Disappointingly… no.  I have incredibly fond memories of playing Blood Bowl as a teen and was really looking forward to it.  My first few games with that fellow X-Wing player saw us relearning the game together and having a great time.  Then we decided we were ready to move on up to play proper players and joined an offshoot of the local league and my enjoyment of the game almost immediately hit a brick wall.

What I learned is that when bad players play Blood Bowl it’s really fun and exciting and loads is happening as the action wobbles all over the pitch.  Each badly-executed turn opens up an opportunity for the opponent to punish your mistakes, which you in turn can punish on your turn.  

When *good* players play Blood Bowl, especially good players who’ve been playing every week for 20 years, it’s a very different experience.  Blood Bowl becomes cerebral, slow, mathematical, risk-averse and very deliberate… and Jesus Christ, I was bored.  I got tired of watching my opponents turns helplessly and hoping for the Blood Bowl variance slot machine (that only had a 3% chance of my opponent failing an action) to finally come up as triple cherries and let me actually do something.

I think I would probably like bad Blood Bowl but good Blood Bowl is not my cup of tea at all.  I have a couple more games to play to see out my obligations in the local league but then I'm going to be finished with it.

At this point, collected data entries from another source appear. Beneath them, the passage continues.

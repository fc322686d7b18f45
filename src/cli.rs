//! CLI argument definitions using clap.

use anyhow::{Context, Result};
use clap::{Args, Parser, Subcommand};
use gateway_config::{default_config_path, load_config_from, LogFormat};
use gateway_routing::TokenCounter;
use gateway_server::{AppState, PidFile, Server, ServerConfig};
use gateway_telemetry::{init_logging, shutdown_tracing, LoggingConfig};
use std::path::PathBuf;
use tracing::info;

/// Claude Router - serve the Claude Messages API from OpenAI-compatible providers
#[derive(Parser, Debug)]
#[command(name = "claude-router")]
#[command(author, version, about, long_about = None)]
#[command(propagate_version = true)]
pub struct Cli {
    /// Configuration file (default `~/.claude-router/config.json`)
    #[arg(short, long, env = "CLAUDE_ROUTER_CONFIG", global = true)]
    pub config: Option<PathBuf>,

    /// PID file (default `~/.claude-router/.claude-router.pid`)
    #[arg(long, env = "CLAUDE_ROUTER_PID_FILE", global = true)]
    pub pid_file: Option<PathBuf>,

    #[command(subcommand)]
    pub command: Commands,
}

/// Subcommands
#[derive(Subcommand, Debug)]
pub enum Commands {
    /// Start the gateway in the foreground
    #[command(visible_alias = "run")]
    Start(StartArgs),

    /// Stop the running gateway
    Stop,

    /// Report whether the gateway is running
    Status,
}

/// Arguments for the start command.
#[derive(Args, Debug)]
pub struct StartArgs {
    /// Host to bind to (overrides the config file)
    #[arg(long)]
    pub host: Option<String>,

    /// Port to bind to (overrides the config file)
    #[arg(short, long)]
    pub port: Option<u16>,

    /// Emit JSON logs
    #[arg(long)]
    pub json_logs: bool,

    /// Attach the OpenTelemetry tracing layer
    #[arg(long)]
    pub otel: bool,
}

impl Cli {
    /// Execute the selected command
    pub async fn execute(self) -> Result<()> {
        let pid_file = match self.pid_file {
            Some(path) => PidFile::new(path),
            None => PidFile::default_location().context("Cannot locate the PID file")?,
        };

        match self.command {
            Commands::Start(args) => start(self.config, pid_file, args).await,
            Commands::Stop => stop(&pid_file),
            Commands::Status => {
                status(&pid_file);
                Ok(())
            }
        }
    }
}

async fn start(config_path: Option<PathBuf>, pid_file: PidFile, args: StartArgs) -> Result<()> {
    let path = match config_path {
        Some(path) => path,
        None => default_config_path().context("Cannot locate the config file")?,
    };
    let mut config = load_config_from(&path)
        .await
        .with_context(|| format!("Failed to load {}", path.display()))?;
    if let Some(host) = args.host {
        config.host = host;
    }
    if let Some(port) = args.port {
        config.port = port;
    }

    let logging = LoggingConfig::new()
        .with_level(&config.log_level)
        .with_json(args.json_logs || config.log_format == LogFormat::Json)
        .with_otel(args.otel);
    let tracer = init_logging(&logging).context("Failed to initialize logging")?;

    info!(version = env!("CARGO_PKG_VERSION"), "Starting Claude Router");

    TokenCounter::preload();
    pid_file.acquire()?;

    let result = run_server(config).await;

    pid_file.cleanup();
    shutdown_tracing(tracer);
    result
}

async fn run_server(config: gateway_config::GatewayConfig) -> Result<()> {
    let server_config = ServerConfig::from(&config);
    let state = AppState::from_config(config).context("Failed to build gateway state")?;
    Server::new(server_config, state)
        .run()
        .await
        .context("Server failed")
}

fn stop(pid_file: &PidFile) -> Result<()> {
    match pid_file.stop()? {
        Some(pid) => println!("Stopping claude-router (pid {pid})"),
        None => println!("claude-router is not running"),
    }
    Ok(())
}

fn status(pid_file: &PidFile) {
    match pid_file.running_pid() {
        Some(pid) => println!("claude-router is running (pid {pid})"),
        None => println!("claude-router is not running"),
    }
    println!("  pid file: {}", pid_file.path().display());
}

2024 – Marvel Crisis Protocol?

After a few detours I’m back at square one.  X-Wing isn’t as all-consuming for me as it once was.  In person play is still at a low ebb and online play still doesn’t interest me.  There’s Shatterpoint, but I’m backing away from that one for a couple of reasons: I’m still stinging from how badly my time with Legion went and though Shatterpoint is different it’s maybe a bit too close to Legion, and I also feel like Shatterpoint is a bit of a doomed game.  It doesn’t seem like many people around me are playing it, possibly precisely because X-Wing, Warhammer and Legion are so strong here that everyone has already had a game to play and didn’t look at Shatterpoint.

But then I remembered something… I’d already bought Marvel Crisis Protocol!

Duh.  How do you forget buying a whole game?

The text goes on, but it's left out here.